+++ Data supplied

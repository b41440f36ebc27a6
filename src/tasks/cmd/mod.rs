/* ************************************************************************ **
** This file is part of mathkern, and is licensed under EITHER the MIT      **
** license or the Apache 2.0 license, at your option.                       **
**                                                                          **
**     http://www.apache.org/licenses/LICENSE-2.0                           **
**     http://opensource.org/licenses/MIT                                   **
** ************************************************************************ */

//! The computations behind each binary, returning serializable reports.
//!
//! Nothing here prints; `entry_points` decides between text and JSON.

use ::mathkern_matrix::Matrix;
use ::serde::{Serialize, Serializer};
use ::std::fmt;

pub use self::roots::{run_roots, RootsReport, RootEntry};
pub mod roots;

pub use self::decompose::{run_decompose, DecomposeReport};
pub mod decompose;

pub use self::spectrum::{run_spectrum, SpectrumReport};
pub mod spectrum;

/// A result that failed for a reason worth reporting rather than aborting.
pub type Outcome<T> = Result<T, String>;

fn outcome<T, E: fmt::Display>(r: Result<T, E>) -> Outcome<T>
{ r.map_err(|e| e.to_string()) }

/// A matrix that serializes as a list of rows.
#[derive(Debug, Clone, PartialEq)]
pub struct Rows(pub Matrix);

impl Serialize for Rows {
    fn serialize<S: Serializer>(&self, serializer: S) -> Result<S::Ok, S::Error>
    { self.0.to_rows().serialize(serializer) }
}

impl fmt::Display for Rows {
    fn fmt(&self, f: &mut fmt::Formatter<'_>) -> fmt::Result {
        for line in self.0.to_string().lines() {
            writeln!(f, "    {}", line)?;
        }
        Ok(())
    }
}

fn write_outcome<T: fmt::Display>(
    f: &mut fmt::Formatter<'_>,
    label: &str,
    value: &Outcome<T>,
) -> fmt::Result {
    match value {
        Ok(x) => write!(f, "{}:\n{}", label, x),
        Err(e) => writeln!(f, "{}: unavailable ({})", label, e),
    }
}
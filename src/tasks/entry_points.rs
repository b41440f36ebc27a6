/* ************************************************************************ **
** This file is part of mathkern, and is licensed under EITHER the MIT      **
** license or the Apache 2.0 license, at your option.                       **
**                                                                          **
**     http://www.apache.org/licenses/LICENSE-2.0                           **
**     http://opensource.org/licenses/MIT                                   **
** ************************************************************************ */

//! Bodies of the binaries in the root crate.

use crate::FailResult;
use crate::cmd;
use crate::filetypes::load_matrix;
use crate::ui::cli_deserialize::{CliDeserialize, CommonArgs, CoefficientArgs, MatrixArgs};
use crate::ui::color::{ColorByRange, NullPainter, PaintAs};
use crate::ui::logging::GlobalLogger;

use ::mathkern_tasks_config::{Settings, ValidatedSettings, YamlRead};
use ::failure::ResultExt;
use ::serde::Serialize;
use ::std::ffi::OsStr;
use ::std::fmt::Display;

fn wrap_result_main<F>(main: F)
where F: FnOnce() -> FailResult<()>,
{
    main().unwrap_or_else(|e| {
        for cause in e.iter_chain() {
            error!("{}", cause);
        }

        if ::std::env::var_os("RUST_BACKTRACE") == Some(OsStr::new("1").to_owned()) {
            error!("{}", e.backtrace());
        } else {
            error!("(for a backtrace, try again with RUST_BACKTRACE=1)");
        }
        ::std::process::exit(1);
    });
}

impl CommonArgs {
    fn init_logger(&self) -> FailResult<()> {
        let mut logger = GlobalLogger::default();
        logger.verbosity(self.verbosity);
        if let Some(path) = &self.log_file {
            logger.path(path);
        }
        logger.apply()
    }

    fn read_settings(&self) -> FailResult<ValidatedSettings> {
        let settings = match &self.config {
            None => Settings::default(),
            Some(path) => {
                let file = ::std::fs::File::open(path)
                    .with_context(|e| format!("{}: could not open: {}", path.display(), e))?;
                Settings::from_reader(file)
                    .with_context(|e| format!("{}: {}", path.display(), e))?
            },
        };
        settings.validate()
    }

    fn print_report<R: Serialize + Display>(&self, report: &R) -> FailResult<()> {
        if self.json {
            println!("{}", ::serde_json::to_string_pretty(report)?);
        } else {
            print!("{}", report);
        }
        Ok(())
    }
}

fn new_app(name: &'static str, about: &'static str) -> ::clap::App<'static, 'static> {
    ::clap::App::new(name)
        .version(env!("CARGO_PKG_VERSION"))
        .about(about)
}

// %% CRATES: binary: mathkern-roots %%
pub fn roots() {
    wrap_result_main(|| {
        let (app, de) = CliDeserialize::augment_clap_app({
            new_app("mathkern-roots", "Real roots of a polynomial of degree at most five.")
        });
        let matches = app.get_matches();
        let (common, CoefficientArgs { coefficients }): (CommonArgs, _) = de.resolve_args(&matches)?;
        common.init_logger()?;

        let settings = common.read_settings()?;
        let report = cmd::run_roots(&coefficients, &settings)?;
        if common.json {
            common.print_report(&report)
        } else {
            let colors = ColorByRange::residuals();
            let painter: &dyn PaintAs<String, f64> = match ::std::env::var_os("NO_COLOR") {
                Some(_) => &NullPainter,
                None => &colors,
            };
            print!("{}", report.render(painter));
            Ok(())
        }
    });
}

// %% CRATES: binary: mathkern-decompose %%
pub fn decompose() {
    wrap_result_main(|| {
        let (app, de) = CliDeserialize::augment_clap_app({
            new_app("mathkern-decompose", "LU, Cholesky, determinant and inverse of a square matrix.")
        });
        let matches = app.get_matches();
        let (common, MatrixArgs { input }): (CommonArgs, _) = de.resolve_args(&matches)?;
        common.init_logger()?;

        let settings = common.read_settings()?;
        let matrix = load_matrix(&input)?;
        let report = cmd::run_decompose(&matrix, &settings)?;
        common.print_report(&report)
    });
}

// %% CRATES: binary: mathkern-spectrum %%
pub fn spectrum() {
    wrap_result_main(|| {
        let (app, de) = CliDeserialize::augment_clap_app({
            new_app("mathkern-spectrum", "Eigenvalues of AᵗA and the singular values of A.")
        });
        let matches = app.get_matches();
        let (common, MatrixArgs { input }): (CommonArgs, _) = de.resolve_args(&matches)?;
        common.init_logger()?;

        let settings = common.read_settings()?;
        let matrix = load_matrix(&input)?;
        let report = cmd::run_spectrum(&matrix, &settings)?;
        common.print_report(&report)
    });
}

++++++

Reply with a lone number, the count of lines in the data that include the string "CoefficientArgs".

2